### [WHAT IS NEEDED]
Copy out all the entries word for word.
RECORDS FOR THIS TASK: Begin
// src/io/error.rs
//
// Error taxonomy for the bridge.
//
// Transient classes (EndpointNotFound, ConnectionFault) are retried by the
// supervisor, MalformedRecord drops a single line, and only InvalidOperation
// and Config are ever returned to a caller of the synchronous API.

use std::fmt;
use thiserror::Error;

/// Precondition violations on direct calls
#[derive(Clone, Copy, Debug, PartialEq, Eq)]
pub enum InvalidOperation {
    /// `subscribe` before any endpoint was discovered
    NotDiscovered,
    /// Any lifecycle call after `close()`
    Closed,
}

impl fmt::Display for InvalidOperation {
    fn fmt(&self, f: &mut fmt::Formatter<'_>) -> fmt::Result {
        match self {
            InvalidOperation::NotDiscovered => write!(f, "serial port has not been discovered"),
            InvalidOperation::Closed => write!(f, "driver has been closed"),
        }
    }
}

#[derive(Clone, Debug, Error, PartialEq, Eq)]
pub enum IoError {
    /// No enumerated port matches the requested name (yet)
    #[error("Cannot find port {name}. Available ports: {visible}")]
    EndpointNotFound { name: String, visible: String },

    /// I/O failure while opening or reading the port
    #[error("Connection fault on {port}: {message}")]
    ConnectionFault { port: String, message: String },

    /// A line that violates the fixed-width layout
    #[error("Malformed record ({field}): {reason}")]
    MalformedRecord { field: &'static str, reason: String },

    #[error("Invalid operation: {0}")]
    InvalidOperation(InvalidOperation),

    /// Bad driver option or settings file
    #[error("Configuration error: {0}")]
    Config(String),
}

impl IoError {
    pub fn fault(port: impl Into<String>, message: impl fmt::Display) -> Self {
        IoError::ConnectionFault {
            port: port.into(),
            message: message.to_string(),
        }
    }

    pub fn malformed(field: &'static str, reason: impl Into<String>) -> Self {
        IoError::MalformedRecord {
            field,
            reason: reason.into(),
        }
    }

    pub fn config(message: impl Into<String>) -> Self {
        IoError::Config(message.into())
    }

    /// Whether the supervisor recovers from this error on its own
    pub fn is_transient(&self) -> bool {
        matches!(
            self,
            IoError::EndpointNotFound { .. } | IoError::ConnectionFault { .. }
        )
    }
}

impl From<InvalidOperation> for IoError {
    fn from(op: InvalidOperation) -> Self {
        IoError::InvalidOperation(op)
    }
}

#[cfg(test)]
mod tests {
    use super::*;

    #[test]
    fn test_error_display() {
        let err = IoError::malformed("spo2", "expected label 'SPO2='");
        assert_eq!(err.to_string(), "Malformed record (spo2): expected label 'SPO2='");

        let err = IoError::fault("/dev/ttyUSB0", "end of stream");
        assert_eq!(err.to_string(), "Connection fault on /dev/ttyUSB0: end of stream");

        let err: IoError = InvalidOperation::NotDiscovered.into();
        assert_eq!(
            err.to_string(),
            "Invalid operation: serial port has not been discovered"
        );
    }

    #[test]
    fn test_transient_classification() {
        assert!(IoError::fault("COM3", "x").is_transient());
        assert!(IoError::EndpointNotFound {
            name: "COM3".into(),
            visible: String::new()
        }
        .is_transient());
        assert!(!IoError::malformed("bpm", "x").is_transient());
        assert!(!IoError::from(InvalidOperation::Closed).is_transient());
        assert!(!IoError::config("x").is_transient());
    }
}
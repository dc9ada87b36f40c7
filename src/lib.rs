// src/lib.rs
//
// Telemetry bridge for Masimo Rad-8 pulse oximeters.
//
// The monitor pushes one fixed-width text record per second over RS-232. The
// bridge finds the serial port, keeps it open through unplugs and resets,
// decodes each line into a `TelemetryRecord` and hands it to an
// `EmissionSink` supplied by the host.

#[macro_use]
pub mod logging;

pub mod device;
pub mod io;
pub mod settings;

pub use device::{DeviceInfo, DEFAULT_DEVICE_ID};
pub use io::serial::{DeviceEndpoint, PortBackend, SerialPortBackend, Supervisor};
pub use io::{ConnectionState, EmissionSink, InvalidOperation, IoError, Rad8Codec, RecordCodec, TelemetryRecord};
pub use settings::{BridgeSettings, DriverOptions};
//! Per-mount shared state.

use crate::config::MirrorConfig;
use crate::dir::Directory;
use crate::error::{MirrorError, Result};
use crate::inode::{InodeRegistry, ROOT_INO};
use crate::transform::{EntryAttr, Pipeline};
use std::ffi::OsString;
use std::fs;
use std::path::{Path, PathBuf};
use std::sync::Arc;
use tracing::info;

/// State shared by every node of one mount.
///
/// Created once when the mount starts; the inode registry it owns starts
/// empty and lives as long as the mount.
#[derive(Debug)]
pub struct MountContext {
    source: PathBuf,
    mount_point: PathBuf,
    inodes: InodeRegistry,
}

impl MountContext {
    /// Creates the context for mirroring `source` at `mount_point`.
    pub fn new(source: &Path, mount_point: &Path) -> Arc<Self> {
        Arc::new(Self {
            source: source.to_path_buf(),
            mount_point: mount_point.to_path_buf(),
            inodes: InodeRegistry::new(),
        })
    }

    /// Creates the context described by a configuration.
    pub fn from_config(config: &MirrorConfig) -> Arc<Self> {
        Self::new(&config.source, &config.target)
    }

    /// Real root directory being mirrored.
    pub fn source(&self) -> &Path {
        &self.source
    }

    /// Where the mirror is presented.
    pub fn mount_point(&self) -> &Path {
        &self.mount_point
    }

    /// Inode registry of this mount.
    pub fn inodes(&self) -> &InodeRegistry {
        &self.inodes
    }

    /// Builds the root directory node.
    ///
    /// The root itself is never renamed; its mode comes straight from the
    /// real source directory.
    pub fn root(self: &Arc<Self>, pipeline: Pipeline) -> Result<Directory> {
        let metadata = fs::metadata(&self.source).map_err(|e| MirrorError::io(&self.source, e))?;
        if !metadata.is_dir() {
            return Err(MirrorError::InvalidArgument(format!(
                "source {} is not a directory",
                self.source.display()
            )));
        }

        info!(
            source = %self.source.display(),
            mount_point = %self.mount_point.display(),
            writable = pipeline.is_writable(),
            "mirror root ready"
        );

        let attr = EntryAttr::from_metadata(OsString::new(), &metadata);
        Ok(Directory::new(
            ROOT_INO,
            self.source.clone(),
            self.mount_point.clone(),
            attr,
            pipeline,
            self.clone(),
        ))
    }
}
RECORDS FOR THIS TASK: End
### [RESULT OF THIS TASK]
// src/io/error.rs
//
// Error taxonomy for the bridge.
//
// Transient classes (EndpointNotFound, ConnectionFault) are retried by the
// supervisor, MalformedRecord drops a single line, and only InvalidOperation
// and Config are ever returned to a caller of the synchronous API.

use std::fmt;
use thiserror::Error;

/// Precondition violations on direct calls
#[derive(Clone, Copy, Debug, PartialEq, Eq)]
pub enum InvalidOperation {
    /// `subscribe` before any endpoint was discovered
    NotDiscovered,
    /// Any lifecycle call after `close()`
    Closed,
}

impl fmt::Display for InvalidOperation {
    fn fmt(&self, f: &mut fmt::Formatter<'_>) -> fmt::Result {
        match self {
            InvalidOperation::NotDiscovered => write!(f, "serial port has not been discovered"),
            InvalidOperation::Closed => write!(f, "driver has been closed"),
        }
    }
}

#[derive(Clone, Debug, Error, PartialEq, Eq)]
pub enum IoError {
    /// No enumerated port matches the requested name (yet)
    #[error("Cannot find port {name}. Available ports: {visible}")]
    EndpointNotFound { name: String, visible: String },

    /// I/O failure while opening or reading the port
    #[error("Connection fault on {port}: {message}")]
    ConnectionFault { port: String, message: String },

    /// A line that violates the fixed-width layout
    #[error("Malformed record ({field}): {reason}")]
    MalformedRecord { field: &'static str, reason: String },

    #[error("Invalid operation: {0}")]
    InvalidOperation(InvalidOperation),

    /// Bad driver option or settings file
    #[error("Configuration error: {0}")]
    Config(String),
}

impl IoError {
    pub fn fault(port: impl Into<String>, message: impl fmt::Display) -> Self {
        IoError::ConnectionFault {
            port: port.into(),
            message: message.to_string(),
        }
    }

    pub fn malformed(field: &'static str, reason: impl Into<String>) -> Self {
        IoError::MalformedRecord {
            field,
            reason: reason.into(),
        }
    }

    pub fn config(message: impl Into<String>) -> Self {
        IoError::Config(message.into())
    }

    /// Whether the supervisor recovers from this error on its own
    pub fn is_transient(&self) -> bool {
        matches!(
            self,
            IoError::EndpointNotFound { .. } | IoError::ConnectionFault { .. }
        )
    }
}

impl From<InvalidOperation> for IoError {
    fn from(op: InvalidOperation) -> Self {
        IoError::InvalidOperation(op)
    }
}

#[cfg(test)]
mod tests {
    use super::*;

    #[test]
    fn test_error_display() {
        let err = IoError::malformed("spo2", "expected label 'SPO2='");
        assert_eq!(err.to_string(), "Malformed record (spo2): expected label 'SPO2='");

        let err = IoError::fault("/dev/ttyUSB0", "end of stream");
        assert_eq!(err.to_string(), "Connection fault on /dev/ttyUSB0: end of stream");

        let err: IoError = InvalidOperation::NotDiscovered.into();
        assert_eq!(
            err.to_string(),
            "Invalid operation: serial port has not been discovered"
        );
    }

    #[test]
    fn test_transient_classification() {
        assert!(IoError::fault("COM3", "x").is_transient());
        assert!(IoError::EndpointNotFound {
            name: "COM3".into(),
            visible: String::new()
        }
        .is_transient());
        assert!(!IoError::malformed("bpm", "x").is_transient());
        assert!(!IoError::from(InvalidOperation::Closed).is_transient());
        assert!(!IoError::config("x").is_transient());
    }
}
repository dc9ada87b36f40c7
filename src/lib.rs
// src/lib.rs
//
// Telemetry bridge for Masimo Rad-8 pulse oximeters.
//
// The monitor pushes one fixed-width text record per second over RS-232. The
// bridge finds the serial port, keeps it open through unplugs and resets,
// decodes each line into a `TelemetryRecord` and hands it to an
// `EmissionSink` supplied by the host.

#[macro_use]
pub mod logging;

pub mod device;
pub mod io;
pub mod settings;

pub use device::{DeviceInfo, DEFAULT_DEVICE_ID};
pub use io::serial::{DeviceEndpoint, PortBackend, SerialPortBackend, Supervisor};
pub use io::{ConnectionState, EmissionSink, InvalidOperation, IoError, Rad8Codec, RecordCodec, TelemetryRecord};
pub use settings::{BridgeSettings, DriverOptions};
//! Per-mount shared state.

use crate::config::MirrorConfig;
use crate::dir::Directory;
use crate::error::{MirrorError, Result};
use crate::inode::{InodeRegistry, ROOT_INO};
use crate::transform::{EntryAttr, Pipeline};
use std::ffi::OsString;
use std::fs;
use std::path::{Path, PathBuf};
use std::sync::Arc;
use tracing::info;

/// State shared by every node of one mount.
///
/// Created once when the mount starts; the inode registry it owns starts
/// empty and lives as long as the mount.
#[derive(Debug)]
pub struct MountContext {
    source: PathBuf,
    mount_point: PathBuf,
    inodes: InodeRegistry,
}

impl MountContext {
    /// Creates the context for mirroring `source` at `mount_point`.
    pub fn new(source: &Path, mount_point: &Path) -> Arc<Self> {
        Arc::new(Self {
            source: source.to_path_buf(),
            mount_point: mount_point.to_path_buf(),
            inodes: InodeRegistry::new(),
        })
    }

    /// Creates the context described by a configuration.
    pub fn from_config(config: &MirrorConfig) -> Arc<Self> {
        Self::new(&config.source, &config.target)
    }

    /// Real root directory being mirrored.
    pub fn source(&self) -> &Path {
        &self.source
    }

    /// Where the mirror is presented.
    pub fn mount_point(&self) -> &Path {
        &self.mount_point
    }

    /// Inode registry of this mount.
    pub fn inodes(&self) -> &InodeRegistry {
        &self.inodes
    }

    /// Builds the root directory node.
    ///
    /// The root itself is never renamed; its mode comes straight from the
    /// real source directory.
    pub fn root(self: &Arc<Self>, pipeline: Pipeline) -> Result<Directory> {
        let metadata = fs::metadata(&self.source).map_err(|e| MirrorError::io(&self.source, e))?;
        if !metadata.is_dir() {
            return Err(MirrorError::InvalidArgument(format!(
                "source {} is not a directory",
                self.source.display()
            )));
        }

        info!(
            source = %self.source.display(),
            mount_point = %self.mount_point.display(),
            writable = pipeline.is_writable(),
            "mirror root ready"
        );

        let attr = EntryAttr::from_metadata(OsString::new(), &metadata);
        Ok(Directory::new(
            ROOT_INO,
            self.source.clone(),
            self.mount_point.clone(),
            attr,
            pipeline,
            self.clone(),
        ))
    }
}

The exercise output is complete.